Heymann Sim, é claro. Entre as doenças infecciosas que mais matam, só existe vacina efetiva contra o sarampo. Não houve investimento efetivo para a criação de uma vacina contra tuberculose ou pneumonia, e novos medicamentos contra essas doenças são cada vez mais raros.
Folha - E por que isso ocorre?
HeymannPorque o mercado está mais interessado nos países industrializados, onde as doenças que mais preocupam são câncer, mal de Alzheimer e doenças do coração. Essa política do mercado é muito evidente. Para que esse cenário seja mudado, é preciso que governos, indústrias e sociedade trabalhem juntos, tenham os mesmos objetivos.
Folha - É viável pensar em uma ação global contra essas doenças?
HeymannSim. Nós entendemos que o mundo é uma única comunidade. Se um país industrializado quer ter certeza de que não será ameaçado por uma doença, ele tem de ajudar a combater essa doença nos países em desenvolvimento, doando remédios, ajudando com infraestrutura. Para o país pobre, derrotar essas doenças é questão básica. Ou seja, está tudo interligado.
Folha - Qual o custo dessas doenças para a economia mundial?
HeymannÉ muito expressivo. São milhões e milhões de dólares perdidos anualmente por causa dessas doenças. Um doente de tuberculose, por exemplo, chega a ficar três meses afastado do trabalho e tem despesas altas com hospital e medicamentos.
Folha - Quais as propostas da OMS para combater doenças em países pobres?
HeymannNós acreditamos em uma ampla política de parcerias. Os governos de países em desenvolvimento devem se engajar no combate às doenças. Esses governos devem ter apoio de países industrializados, que fornecem recursos para os programas de combate às doenças. E as indústrias devem fornecer os medicamentos a preços acessíveis.
Folha - Um exemplo concreto?
Heymann Há 22 países no mundo com alto índice de tuberculose. No ano passado, em Amsterdã (Holanda), ministros da Saúde e do Planejamento de países pobres e desenvolvidos se reuniram e assinaram um acordo para investir no combate à doença. Depois disso, a OMS e representantes desses 22 países se reuniram no Cairo (Egito) e traçaram, com o apoio de ONGs, planos de ação efetivos contra a tuberculose.
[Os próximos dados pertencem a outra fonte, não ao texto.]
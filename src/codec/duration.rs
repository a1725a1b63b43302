//! Duration leaf grammar.
//!
//! Durations are written as a sequence of decimal numbers with unit suffixes,
//! such as `300ms`, `1.5h`, or `2h45m`. Accepted units are `ns`, `us` (or `µs`
//! / `μs`), `ms`, `s`, `m`, and `h`. A bare `0` is accepted; any other number
//! needs a unit. Negative durations cannot be represented and are rejected.
//!
//! Formatting produces the canonical form: `0s` for zero, a single fractional
//! unit below one second (`1.5µs`, `300ms`), and `h`/`m`/`s` components above
//! it (`1h2m3.5s`, `1m0s`).

use crate::error::ParseError;
use std::fmt::Write;
use std::time::Duration;

const NANOS_PER_SEC: u128 = 1_000_000_000;
const MAX_FRACTION_DIGITS: usize = 19;

const UNITS: &[(&str, u128)] = &[
    ("ns", 1),
    ("us", 1_000),
    ("\u{b5}s", 1_000),
    ("\u{3bc}s", 1_000),
    ("ms", 1_000_000),
    ("s", NANOS_PER_SEC),
    ("m", 60 * NANOS_PER_SEC),
    ("h", 3_600 * NANOS_PER_SEC),
];

fn unit_scale(unit: &str) -> Option<u128> {
    UNITS
        .iter()
        .find(|(name, _)| *name == unit)
        .map(|(_, scale)| *scale)
}

pub fn parse(text: &str) -> Result<Duration, ParseError> {
    let fail = |reason: &str| ParseError::new("duration", text, reason);

    let mut rest = text;
    if let Some(stripped) = rest.strip_prefix('+') {
        rest = stripped;
    } else if let Some(stripped) = rest.strip_prefix('-') {
        if stripped == "0" {
            return Ok(Duration::ZERO);
        }
        return Err(fail("negative durations are not representable"));
    }
    if rest == "0" {
        return Ok(Duration::ZERO);
    }
    if rest.is_empty() {
        return Err(fail("empty duration"));
    }

    let mut total: u128 = 0;
    while !rest.is_empty() {
        let whole_len = rest.bytes().take_while(u8::is_ascii_digit).count();
        let (whole, after) = rest.split_at(whole_len);
        let (fraction, after) = match after.strip_prefix('.') {
            Some(tail) => {
                let len = tail.bytes().take_while(u8::is_ascii_digit).count();
                tail.split_at(len)
            }
            None => ("", after),
        };
        if whole.is_empty() && fraction.is_empty() {
            return Err(fail("expected a number"));
        }

        let unit_len = after
            .char_indices()
            .find(|(_, c)| c.is_ascii_digit() || *c == '.')
            .map(|(i, _)| i)
            .unwrap_or(after.len());
        let (unit, tail) = after.split_at(unit_len);
        if unit.is_empty() {
            return Err(fail("missing unit"));
        }
        let scale = unit_scale(unit).ok_or_else(|| fail(&format!("unknown unit {:?}", unit)))?;

        let whole: u128 = if whole.is_empty() {
            0
        } else {
            whole.parse().map_err(|_| fail("number out of range"))?
        };
        let mut component = whole.checked_mul(scale).ok_or_else(|| fail("overflow"))?;

        let fraction = &fraction[..fraction.len().min(MAX_FRACTION_DIGITS)];
        if !fraction.is_empty() {
            let digits: u128 = fraction.parse().map_err(|_| fail("invalid fraction"))?;
            let divisor = 10u128.pow(fraction.len() as u32);
            let part = digits
                .checked_mul(scale)
                .ok_or_else(|| fail("overflow"))?
                / divisor;
            component = component.checked_add(part).ok_or_else(|| fail("overflow"))?;
        }

        total = total.checked_add(component).ok_or_else(|| fail("overflow"))?;
        rest = tail;
    }

    let secs = u64::try_from(total / NANOS_PER_SEC).map_err(|_| fail("overflow"))?;
    Ok(Duration::new(secs, (total % NANOS_PER_SEC) as u32))
}

/// `value / unit` with trailing fractional zeros removed.
fn decimal(value: u128, unit: u128) -> String {
    let whole = value / unit;
    let rem = value % unit;
    if rem == 0 {
        return whole.to_string();
    }
    let width = unit.to_string().len() - 1;
    let digits = format!("{:0width$}", rem, width = width);
    format!("{}.{}", whole, digits.trim_end_matches('0'))
}

pub fn format(duration: Duration) -> String {
    let nanos = duration.as_nanos();
    if nanos == 0 {
        return "0s".to_string();
    }
    if nanos < 1_000 {
        return format!("{}ns", nanos);
    }
    if nanos < 1_000_000 {
        return format!("{}\u{b5}s", decimal(nanos, 1_000));
    }
    if nanos < NANOS_PER_SEC {
        return format!("{}ms", decimal(nanos, 1_000_000));
    }

    let total_secs = nanos / NANOS_PER_SEC;
    let hours = total_secs / 3_600;
    let minutes = (total_secs / 60) % 60;
    let seconds_nanos = nanos - (hours * 3_600 + minutes * 60) * NANOS_PER_SEC;

    let mut out = String::new();
    if hours > 0 {
        let _ = write!(out, "{}h", hours);
    }
    if hours > 0 || minutes > 0 {
        let _ = write!(out, "{}m", minutes);
    }
    let _ = write!(out, "{}s", decimal(seconds_nanos, NANOS_PER_SEC));
    out
}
Folha - E há razão para ser otimista atualmente em relação ao combate de doenças?
HeymannAtualmente, eu acredito que governos, empresas e ONGs já conseguem compreender a importância das parcerias para combater doenças. E esse é um passo muito significativo. Muitos países parecem ter percebido que o desenvolvimento econômico está relacionado à erradicação dessas doenças da pobreza. Um país sem população saudável não consegue se desenvolver economicamente.